Facsimile and static presentation processing – Natural color facsimile – Measuring – testing – and calibrating
Reexamination Certificate
1997-01-21
2001-04-24
Grant, II, Jerome (Department: 2724)
Facsimile and static presentation processing
Natural color facsimile
Measuring, testing, and calibrating
C358S501000
Reexamination Certificate
active
06222648
ABSTRACT:
This invention describes a method and apparatus for calibrating, and periodically maintaining the calibration of, the colors printed by a document output terminal.

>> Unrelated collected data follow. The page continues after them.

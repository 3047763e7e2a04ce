//! In-memory review store for tests and single-process use.

use crate::review::domain::{
    ClosedTask, ClosedTaskId, MailLogEntry, NewClosedTask, NewMailLogEntry, OpenTask, OpenTaskId,
    Page, PageRequest, PersistedClosedTaskData, TaskFilter,
};
use crate::review::ports::{ReviewStore, ReviewStoreError, ReviewStoreResult, ReviewTransaction};
use crate::roster::domain::{Availability, Reviewer, ReviewerId};
use async_trait::async_trait;
use chrono::{DateTime, Utc};
use std::collections::BTreeMap;
use std::sync::{Arc, Mutex};

/// Thread-safe in-memory review store.
///
/// Each transaction works on a copy of the state while holding the store
/// mutex and swaps it in on success, so transactions are fully serialised
/// and a failed closure leaves no trace.
#[derive(Debug, Clone, Default)]
pub struct InMemoryReviewStore {
    state: Arc<Mutex<InMemoryReviewState>>,
}

#[derive(Debug, Clone, Default)]
struct InMemoryReviewState {
    reviewers: BTreeMap<ReviewerId, Reviewer>,
    open_tasks: BTreeMap<OpenTaskId, OpenTask>,
    closed_tasks: BTreeMap<ClosedTaskId, ClosedTask>,
    last_closed_sequence: i64,
    mail_log: Vec<MailLogEntry>,
}

impl InMemoryReviewStore {
    /// Creates an empty store.
    #[must_use]
    pub fn new() -> Self {
        Self::default()
    }

    /// Creates a store pre-populated with roster members.
    ///
    /// # Errors
    ///
    /// Returns [`ReviewStoreError::DuplicateReviewer`] when two members share
    /// an id or mail address.
    pub fn with_reviewers(
        reviewers: impl IntoIterator<Item = Reviewer>,
    ) -> ReviewStoreResult<Self> {
        let store = Self::new();
        {
            let mut state = store.lock()?;
            let mut tx = InMemoryTransaction { state: &mut state };
            for reviewer in reviewers {
                tx.insert_reviewer(&reviewer)?;
            }
        }
        Ok(store)
    }

    fn lock(&self) -> ReviewStoreResult<std::sync::MutexGuard<'_, InMemoryReviewState>> {
        self.state
            .lock()
            .map_err(|err| ReviewStoreError::persistence(std::io::Error::other(err.to_string())))
    }
}

#[async_trait]
impl ReviewStore for InMemoryReviewStore {
    async fn transaction<T, E, F>(&self, work: F) -> Result<T, E>
    where
        T: Send + 'static,
        E: From<ReviewStoreError> + Send + 'static,
        F: FnOnce(&mut dyn ReviewTransaction) -> Result<T, E> + Send + 'static,
    {
        let mut guard = self.lock()?;
        let mut working = guard.clone();
        let outcome = work(&mut InMemoryTransaction {
            state: &mut working,
        })?;
        *guard = working;
        Ok(outcome)
    }
}

struct InMemoryTransaction<'a> {
    state: &'a mut InMemoryReviewState,
}

impl InMemoryTransaction<'_> {
    fn reviewer_mut(&mut self, id: &ReviewerId) -> ReviewStoreResult<&mut Reviewer> {
        self.state
            .reviewers
            .get_mut(id)
            .ok_or_else(|| ReviewStoreError::ReviewerNotFound(id.clone()))
    }
}

fn page_of<T>(rows: Vec<T>, page: PageRequest) -> Page<T> {
    let total = u64::try_from(rows.len()).unwrap_or(u64::MAX);
    Page {
        rows: page.apply(rows),
        total,
    }
}

impl ReviewTransaction for InMemoryTransaction<'_> {
    fn lock_roster(&mut self) -> ReviewStoreResult<()> {
        // The store mutex is already held for the whole transaction.
        Ok(())
    }

    fn insert_reviewer(&mut self, reviewer: &Reviewer) -> ReviewStoreResult<()> {
        let email_taken = reviewer.email().is_some_and(|email| {
            self.state
                .reviewers
                .values()
                .any(|existing| existing.email() == Some(email))
        });
        if email_taken || self.state.reviewers.contains_key(reviewer.id()) {
            return Err(ReviewStoreError::DuplicateReviewer(reviewer.id().clone()));
        }
        self.state
            .reviewers
            .insert(reviewer.id().clone(), reviewer.clone());
        Ok(())
    }

    fn fetch_reviewer(&mut self, id: &ReviewerId) -> ReviewStoreResult<Option<Reviewer>> {
        Ok(self.state.reviewers.get(id).cloned())
    }

    fn find_reviewer_by_email(&mut self, email: &str) -> ReviewStoreResult<Option<Reviewer>> {
        let wanted = email.trim().to_ascii_lowercase();
        Ok(self
            .state
            .reviewers
            .values()
            .find(|reviewer| reviewer.email() == Some(wanted.as_str()))
            .cloned())
    }

    fn find_reviewers_by_name(&mut self, name: &str) -> ReviewStoreResult<Vec<Reviewer>> {
        let wanted = name.trim().to_lowercase();
        Ok(self
            .state
            .reviewers
            .values()
            .filter(|reviewer| {
                reviewer.id().as_str().to_lowercase() == wanted
                    || reviewer.display_name().to_lowercase() == wanted
            })
            .cloned()
            .collect())
    }

    fn list_reviewers(&mut self) -> ReviewStoreResult<Vec<Reviewer>> {
        Ok(self.state.reviewers.values().cloned().collect())
    }

    fn adjust_pages(&mut self, id: &ReviewerId, delta: i64) -> ReviewStoreResult<Reviewer> {
        let reviewer = self.reviewer_mut(id)?;
        reviewer.adjust_pages(delta)?;
        Ok(reviewer.clone())
    }

    fn set_availability(
        &mut self,
        id: &ReviewerId,
        level: Availability,
        now: DateTime<Utc>,
    ) -> ReviewStoreResult<Reviewer> {
        let reviewer = self.reviewer_mut(id)?;
        reviewer.set_availability(level, now);
        Ok(reviewer.clone())
    }

    fn reset_stale_availability(
        &mut self,
        threshold_days: u32,
        now: DateTime<Utc>,
    ) -> ReviewStoreResult<usize> {
        let mut reset = 0;
        for reviewer in self.state.reviewers.values_mut() {
            if reviewer.is_stale(threshold_days, now) {
                reviewer.set_availability(Availability::AcceptingAll, now);
                reset += 1;
            }
        }
        Ok(reset)
    }

    fn insert_open(&mut self, task: &OpenTask) -> ReviewStoreResult<()> {
        if self.state.open_tasks.contains_key(task.id()) {
            return Err(ReviewStoreError::DuplicateTask(task.id().clone()));
        }
        self.state
            .open_tasks
            .insert(task.id().clone(), task.clone());
        Ok(())
    }

    fn fetch_open(&mut self, id: &OpenTaskId) -> ReviewStoreResult<Option<OpenTask>> {
        Ok(self.state.open_tasks.get(id).cloned())
    }

    fn update_open(&mut self, task: &OpenTask) -> ReviewStoreResult<()> {
        let slot = self
            .state
            .open_tasks
            .get_mut(task.id())
            .ok_or_else(|| ReviewStoreError::OpenTaskNotFound(task.id().clone()))?;
        *slot = task.clone();
        Ok(())
    }

    fn delete_open(&mut self, id: &OpenTaskId) -> ReviewStoreResult<OpenTask> {
        self.state
            .open_tasks
            .remove(id)
            .ok_or_else(|| ReviewStoreError::OpenTaskNotFound(id.clone()))
    }

    fn search_open(
        &mut self,
        filter: &TaskFilter,
        page: PageRequest,
    ) -> ReviewStoreResult<Page<OpenTask>> {
        let mut rows: Vec<OpenTask> = self
            .state
            .open_tasks
            .values()
            .filter(|task| filter.matches_open(task))
            .cloned()
            .collect();
        rows.sort_by(|left, right| {
            (left.opened_at(), left.id()).cmp(&(right.opened_at(), right.id()))
        });
        Ok(page_of(rows, page))
    }

    fn insert_closed(&mut self, task: NewClosedTask) -> ReviewStoreResult<ClosedTask> {
        let sequence = self.state.last_closed_sequence + 1;
        let id = ClosedTaskId::new(sequence).map_err(ReviewStoreError::persistence)?;
        let closed = ClosedTask::from_persisted(PersistedClosedTaskData { id, task });
        self.state.last_closed_sequence = sequence;
        self.state.closed_tasks.insert(id, closed.clone());
        Ok(closed)
    }

    fn fetch_closed(&mut self, id: ClosedTaskId) -> ReviewStoreResult<Option<ClosedTask>> {
        Ok(self.state.closed_tasks.get(&id).cloned())
    }

    fn search_closed(
        &mut self,
        filter: &TaskFilter,
        page: PageRequest,
    ) -> ReviewStoreResult<Page<ClosedTask>> {
        let rows: Vec<ClosedTask> = self
            .state
            .closed_tasks
            .values()
            .rev()
            .filter(|task| filter.matches_closed(task))
            .cloned()
            .collect();
        Ok(page_of(rows, page))
    }

    fn most_recent_closed(&mut self) -> ReviewStoreResult<Option<ClosedTask>> {
        Ok(self.state.closed_tasks.values().next_back().cloned())
    }

    fn insert_mail_log(
        &mut self,
        entry: NewMailLogEntry,
        recorded_at: DateTime<Utc>,
    ) -> ReviewStoreResult<MailLogEntry> {
        let id = i64::try_from(self.state.mail_log.len())
            .map_err(ReviewStoreError::persistence)?
            + 1;
        let row = MailLogEntry {
            id,
            entry,
            recorded_at,
        };
        self.state.mail_log.push(row.clone());
        Ok(row)
    }

    fn recent_mail_log(&mut self, limit: usize) -> ReviewStoreResult<Vec<MailLogEntry>> {
        Ok(self.state.mail_log.iter().rev().take(limit).cloned().collect())
    }
}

The following patents are specifically incorporated by reference: U.S. Pat. No. 5,416,613 to Rolleston et al. for its teaching of calibrating the response of a color printer by using a plurality of color patches some of which are repeated at a plurality of spatially disparate locations on the test image; U.S. Pat. No. 4,500,919 to Schreiber for its teachings of a color conversion system converting information from RGB to CMYK; U.S. Pat. No. 4,275,413 to Sakamoto for its teachings of tetrahedral interpolation between first and second color spaces; and U.S. Pat. No. 2,790,844 to Neugebauer disclosing the desirability of defining an image in a first standard color space prior to conversion of the image coordinates to a second printer based coordinate system.
The generation of color documents can be thought of as a two step process: first, the generation of the image by means of scanning an original document with a color image input terminal or scanner or, alternatively, creating a color image on a work station operated in accordance with a color image creation program; and secondly, printing of that image with a color printer in accordance with the colors defined by the scanner or computer generated image. Color corrected scanners commonly operate with colors defined in a color space of tristimulus values, e.g., RGB (red-green-blue). Commonly, these values are a linear transformation of the standard XYZ coordinates of CIE (International Commission on Lighting) color space, or a correct transform of those values. In the case of computer generated images, colors defined by the user at the user interface of his workstation are immediately converted into color space values and directed out of the system as defined in the document colors.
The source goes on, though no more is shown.